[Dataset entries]
»»

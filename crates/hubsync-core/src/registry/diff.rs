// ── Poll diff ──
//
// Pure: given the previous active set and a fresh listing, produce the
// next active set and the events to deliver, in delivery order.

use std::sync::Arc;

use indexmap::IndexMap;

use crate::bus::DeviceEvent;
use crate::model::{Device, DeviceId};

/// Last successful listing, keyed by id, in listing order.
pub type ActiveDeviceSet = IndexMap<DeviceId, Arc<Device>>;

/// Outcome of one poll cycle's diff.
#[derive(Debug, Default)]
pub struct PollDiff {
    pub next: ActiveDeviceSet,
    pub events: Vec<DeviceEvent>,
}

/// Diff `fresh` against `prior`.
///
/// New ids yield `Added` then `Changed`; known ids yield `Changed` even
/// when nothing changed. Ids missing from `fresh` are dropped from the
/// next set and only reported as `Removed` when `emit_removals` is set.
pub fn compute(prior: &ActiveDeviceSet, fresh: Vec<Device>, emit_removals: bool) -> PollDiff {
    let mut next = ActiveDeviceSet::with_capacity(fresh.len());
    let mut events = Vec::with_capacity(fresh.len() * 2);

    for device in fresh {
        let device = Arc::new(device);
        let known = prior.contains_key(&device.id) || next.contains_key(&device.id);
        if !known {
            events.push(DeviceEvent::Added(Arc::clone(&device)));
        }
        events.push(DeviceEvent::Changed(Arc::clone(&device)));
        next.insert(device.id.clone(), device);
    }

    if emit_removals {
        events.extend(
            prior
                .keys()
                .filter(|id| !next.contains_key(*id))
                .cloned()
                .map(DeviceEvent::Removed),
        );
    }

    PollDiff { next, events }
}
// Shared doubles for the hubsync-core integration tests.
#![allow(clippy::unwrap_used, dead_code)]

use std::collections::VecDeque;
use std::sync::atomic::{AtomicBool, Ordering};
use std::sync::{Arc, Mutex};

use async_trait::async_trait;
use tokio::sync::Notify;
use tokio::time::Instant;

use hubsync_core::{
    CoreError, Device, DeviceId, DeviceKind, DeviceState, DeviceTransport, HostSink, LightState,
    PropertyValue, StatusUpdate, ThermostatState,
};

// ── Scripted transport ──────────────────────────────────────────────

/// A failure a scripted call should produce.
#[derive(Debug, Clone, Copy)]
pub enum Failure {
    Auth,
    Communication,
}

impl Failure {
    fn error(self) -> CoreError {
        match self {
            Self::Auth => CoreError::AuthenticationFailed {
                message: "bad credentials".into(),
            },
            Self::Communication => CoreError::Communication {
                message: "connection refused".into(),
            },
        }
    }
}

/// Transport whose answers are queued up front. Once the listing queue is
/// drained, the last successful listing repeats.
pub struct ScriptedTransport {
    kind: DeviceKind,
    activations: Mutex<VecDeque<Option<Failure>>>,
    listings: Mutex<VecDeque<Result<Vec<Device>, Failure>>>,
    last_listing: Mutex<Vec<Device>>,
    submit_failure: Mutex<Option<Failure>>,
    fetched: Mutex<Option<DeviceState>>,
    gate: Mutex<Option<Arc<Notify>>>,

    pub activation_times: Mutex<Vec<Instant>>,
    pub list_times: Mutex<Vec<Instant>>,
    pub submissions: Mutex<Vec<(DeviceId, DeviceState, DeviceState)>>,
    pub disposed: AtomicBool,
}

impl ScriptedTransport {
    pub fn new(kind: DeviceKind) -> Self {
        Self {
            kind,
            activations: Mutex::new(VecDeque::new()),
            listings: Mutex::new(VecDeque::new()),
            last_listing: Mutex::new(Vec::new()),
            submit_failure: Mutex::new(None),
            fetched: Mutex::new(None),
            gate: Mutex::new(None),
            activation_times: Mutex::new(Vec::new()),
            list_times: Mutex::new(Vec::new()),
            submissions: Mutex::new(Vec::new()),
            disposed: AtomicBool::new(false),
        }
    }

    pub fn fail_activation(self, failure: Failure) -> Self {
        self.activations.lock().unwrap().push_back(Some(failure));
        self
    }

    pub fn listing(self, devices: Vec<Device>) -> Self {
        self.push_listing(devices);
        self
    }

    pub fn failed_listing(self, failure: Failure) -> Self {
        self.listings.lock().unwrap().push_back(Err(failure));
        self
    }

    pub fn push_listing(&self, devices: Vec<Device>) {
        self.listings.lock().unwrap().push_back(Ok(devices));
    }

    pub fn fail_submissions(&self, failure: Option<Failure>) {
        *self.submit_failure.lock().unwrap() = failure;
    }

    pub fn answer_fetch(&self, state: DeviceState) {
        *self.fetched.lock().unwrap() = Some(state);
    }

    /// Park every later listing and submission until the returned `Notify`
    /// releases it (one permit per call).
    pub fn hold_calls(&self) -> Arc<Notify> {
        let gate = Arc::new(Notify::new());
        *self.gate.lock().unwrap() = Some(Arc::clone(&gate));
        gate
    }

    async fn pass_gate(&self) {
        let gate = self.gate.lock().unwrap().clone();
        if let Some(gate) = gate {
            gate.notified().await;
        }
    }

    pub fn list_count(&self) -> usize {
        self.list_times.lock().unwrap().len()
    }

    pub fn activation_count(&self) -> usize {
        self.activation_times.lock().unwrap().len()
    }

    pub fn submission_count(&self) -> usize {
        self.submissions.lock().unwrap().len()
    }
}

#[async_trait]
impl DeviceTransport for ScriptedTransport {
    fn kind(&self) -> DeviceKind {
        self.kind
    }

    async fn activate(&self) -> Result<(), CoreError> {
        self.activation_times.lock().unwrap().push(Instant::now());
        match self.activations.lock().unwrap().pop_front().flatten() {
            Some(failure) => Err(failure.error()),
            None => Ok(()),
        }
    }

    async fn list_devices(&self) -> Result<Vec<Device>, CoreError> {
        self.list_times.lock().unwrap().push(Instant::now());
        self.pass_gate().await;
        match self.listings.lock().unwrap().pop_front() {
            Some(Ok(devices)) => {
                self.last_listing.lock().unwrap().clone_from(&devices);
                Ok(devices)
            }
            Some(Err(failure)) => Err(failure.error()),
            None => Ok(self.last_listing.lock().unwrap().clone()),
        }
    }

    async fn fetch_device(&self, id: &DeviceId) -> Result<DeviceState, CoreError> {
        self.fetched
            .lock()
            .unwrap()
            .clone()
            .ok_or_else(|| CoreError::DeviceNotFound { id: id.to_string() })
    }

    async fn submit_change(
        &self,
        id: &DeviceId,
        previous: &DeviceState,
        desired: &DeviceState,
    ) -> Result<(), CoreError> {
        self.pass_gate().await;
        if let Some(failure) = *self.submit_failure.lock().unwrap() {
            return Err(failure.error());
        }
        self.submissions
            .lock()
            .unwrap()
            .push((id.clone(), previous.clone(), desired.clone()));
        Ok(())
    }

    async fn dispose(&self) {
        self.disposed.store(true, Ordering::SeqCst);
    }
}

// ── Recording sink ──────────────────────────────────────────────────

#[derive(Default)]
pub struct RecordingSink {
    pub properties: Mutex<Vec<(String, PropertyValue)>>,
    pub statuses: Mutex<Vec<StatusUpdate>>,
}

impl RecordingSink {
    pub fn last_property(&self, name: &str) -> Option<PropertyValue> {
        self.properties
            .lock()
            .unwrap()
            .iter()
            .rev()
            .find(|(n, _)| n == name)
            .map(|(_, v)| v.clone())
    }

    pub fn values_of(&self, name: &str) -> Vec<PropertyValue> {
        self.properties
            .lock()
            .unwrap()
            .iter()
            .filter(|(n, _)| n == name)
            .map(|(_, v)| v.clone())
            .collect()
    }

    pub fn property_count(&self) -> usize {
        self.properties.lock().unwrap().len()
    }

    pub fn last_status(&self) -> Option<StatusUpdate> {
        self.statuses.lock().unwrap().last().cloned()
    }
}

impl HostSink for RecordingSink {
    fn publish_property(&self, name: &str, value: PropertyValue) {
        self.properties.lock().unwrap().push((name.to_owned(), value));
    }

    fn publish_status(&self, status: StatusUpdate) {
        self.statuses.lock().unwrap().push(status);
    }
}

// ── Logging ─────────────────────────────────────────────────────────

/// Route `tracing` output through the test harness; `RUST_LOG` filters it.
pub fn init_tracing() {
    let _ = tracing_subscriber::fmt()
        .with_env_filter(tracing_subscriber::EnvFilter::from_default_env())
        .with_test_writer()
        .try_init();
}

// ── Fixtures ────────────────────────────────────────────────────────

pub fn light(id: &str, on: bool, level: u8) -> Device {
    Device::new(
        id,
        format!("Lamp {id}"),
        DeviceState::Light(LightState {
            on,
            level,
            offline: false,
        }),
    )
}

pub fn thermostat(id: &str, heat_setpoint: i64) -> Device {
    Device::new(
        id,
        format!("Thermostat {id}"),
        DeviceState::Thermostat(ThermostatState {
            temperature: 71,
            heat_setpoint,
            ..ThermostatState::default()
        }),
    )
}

««

(TASK REQUIREMENTS):
Looking at the entries above, copy out every line in which "LightState" occurs.

(RESPONSE):
    CoreError, Device, DeviceId, DeviceKind, DeviceState, DeviceTransport, HostSink, LightState,
        DeviceState::Light(LightState {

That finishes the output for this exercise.